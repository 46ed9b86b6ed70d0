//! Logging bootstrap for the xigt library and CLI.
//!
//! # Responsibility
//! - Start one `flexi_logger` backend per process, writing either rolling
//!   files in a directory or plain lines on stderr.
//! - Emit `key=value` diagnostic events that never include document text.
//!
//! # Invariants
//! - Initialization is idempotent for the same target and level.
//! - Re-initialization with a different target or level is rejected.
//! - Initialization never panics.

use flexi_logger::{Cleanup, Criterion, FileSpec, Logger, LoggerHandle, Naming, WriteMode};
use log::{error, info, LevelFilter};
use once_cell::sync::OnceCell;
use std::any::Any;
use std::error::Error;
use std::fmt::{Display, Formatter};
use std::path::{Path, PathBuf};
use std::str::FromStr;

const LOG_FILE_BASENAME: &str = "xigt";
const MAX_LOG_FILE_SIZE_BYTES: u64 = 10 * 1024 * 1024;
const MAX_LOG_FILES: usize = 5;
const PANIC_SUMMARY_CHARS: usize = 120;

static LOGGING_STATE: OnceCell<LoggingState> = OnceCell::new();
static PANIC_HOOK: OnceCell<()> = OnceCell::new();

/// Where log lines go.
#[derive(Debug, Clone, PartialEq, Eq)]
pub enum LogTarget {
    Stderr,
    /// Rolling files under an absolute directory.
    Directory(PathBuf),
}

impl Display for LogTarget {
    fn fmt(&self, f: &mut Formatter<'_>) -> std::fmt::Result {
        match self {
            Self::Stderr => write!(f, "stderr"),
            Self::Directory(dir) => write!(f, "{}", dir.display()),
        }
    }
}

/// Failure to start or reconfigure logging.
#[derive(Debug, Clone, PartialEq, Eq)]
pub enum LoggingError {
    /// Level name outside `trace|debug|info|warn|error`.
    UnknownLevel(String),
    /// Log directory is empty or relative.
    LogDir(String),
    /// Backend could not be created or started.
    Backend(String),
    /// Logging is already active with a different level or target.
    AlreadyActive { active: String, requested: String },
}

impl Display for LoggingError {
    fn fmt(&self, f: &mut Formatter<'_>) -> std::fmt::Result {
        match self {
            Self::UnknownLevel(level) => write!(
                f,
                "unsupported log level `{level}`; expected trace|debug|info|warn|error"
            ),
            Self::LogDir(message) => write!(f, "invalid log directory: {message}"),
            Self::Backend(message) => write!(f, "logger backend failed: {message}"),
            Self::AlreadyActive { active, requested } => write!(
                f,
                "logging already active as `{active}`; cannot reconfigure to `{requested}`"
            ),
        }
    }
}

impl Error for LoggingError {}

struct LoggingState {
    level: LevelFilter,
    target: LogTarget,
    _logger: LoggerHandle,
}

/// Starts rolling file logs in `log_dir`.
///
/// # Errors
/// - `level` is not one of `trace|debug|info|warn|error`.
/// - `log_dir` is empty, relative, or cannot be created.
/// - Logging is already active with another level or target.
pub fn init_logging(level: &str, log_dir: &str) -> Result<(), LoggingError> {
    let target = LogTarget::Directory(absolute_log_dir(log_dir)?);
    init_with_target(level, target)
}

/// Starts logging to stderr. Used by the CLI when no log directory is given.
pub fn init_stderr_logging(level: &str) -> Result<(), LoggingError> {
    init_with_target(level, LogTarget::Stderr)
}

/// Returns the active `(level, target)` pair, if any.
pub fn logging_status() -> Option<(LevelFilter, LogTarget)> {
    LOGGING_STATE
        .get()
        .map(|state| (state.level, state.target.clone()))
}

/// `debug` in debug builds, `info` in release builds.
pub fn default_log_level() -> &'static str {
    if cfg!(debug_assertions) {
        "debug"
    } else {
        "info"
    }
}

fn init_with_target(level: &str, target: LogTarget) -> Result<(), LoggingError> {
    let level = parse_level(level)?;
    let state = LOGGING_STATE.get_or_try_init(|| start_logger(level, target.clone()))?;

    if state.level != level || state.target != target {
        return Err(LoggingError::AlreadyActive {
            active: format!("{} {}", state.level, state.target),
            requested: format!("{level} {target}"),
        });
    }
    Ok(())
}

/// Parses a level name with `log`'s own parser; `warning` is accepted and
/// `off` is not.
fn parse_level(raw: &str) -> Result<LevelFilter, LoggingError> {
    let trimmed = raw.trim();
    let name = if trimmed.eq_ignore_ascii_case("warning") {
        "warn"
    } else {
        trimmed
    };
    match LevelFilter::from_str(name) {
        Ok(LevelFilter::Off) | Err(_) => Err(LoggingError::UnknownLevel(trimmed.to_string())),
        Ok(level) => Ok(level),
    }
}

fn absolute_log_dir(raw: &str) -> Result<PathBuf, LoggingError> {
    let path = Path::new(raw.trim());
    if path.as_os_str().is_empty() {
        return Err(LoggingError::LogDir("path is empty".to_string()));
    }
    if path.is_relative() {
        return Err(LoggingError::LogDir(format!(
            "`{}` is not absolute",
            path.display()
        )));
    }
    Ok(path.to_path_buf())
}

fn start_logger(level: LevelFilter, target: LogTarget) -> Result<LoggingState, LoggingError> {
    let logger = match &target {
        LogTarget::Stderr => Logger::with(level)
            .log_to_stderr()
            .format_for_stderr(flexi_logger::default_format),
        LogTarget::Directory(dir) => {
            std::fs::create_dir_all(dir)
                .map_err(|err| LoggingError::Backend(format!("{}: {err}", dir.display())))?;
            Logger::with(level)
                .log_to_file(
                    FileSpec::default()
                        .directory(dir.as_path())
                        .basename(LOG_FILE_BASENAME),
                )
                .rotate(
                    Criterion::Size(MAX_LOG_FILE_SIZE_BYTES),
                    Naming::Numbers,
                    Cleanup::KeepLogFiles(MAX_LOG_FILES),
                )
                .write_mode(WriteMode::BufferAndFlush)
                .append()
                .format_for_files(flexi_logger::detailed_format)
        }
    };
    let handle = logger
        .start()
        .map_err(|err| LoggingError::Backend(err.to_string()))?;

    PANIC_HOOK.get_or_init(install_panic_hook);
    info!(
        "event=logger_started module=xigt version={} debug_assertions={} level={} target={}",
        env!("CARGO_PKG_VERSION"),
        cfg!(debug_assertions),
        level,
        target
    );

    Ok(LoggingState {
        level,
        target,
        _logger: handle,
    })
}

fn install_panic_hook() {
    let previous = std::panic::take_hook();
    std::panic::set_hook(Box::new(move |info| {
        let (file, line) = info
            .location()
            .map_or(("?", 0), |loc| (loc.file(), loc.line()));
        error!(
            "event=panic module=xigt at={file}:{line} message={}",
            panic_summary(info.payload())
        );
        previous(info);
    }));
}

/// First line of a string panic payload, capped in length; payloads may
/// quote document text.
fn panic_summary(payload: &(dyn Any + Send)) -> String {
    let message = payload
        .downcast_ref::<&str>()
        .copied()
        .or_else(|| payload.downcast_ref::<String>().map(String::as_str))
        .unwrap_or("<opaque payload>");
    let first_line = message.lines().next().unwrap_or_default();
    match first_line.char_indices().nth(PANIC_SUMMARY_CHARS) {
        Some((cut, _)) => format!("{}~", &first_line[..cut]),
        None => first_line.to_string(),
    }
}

---

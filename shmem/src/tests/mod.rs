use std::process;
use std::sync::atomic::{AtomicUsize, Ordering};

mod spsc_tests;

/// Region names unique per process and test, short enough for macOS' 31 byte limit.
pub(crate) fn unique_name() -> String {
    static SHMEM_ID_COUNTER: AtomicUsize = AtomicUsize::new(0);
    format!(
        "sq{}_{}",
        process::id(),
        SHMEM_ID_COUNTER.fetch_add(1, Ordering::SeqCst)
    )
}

**Exercise description**
Check each line of the data above for the word "document" and state how many lines contain it, with no other text.

**Solution**
2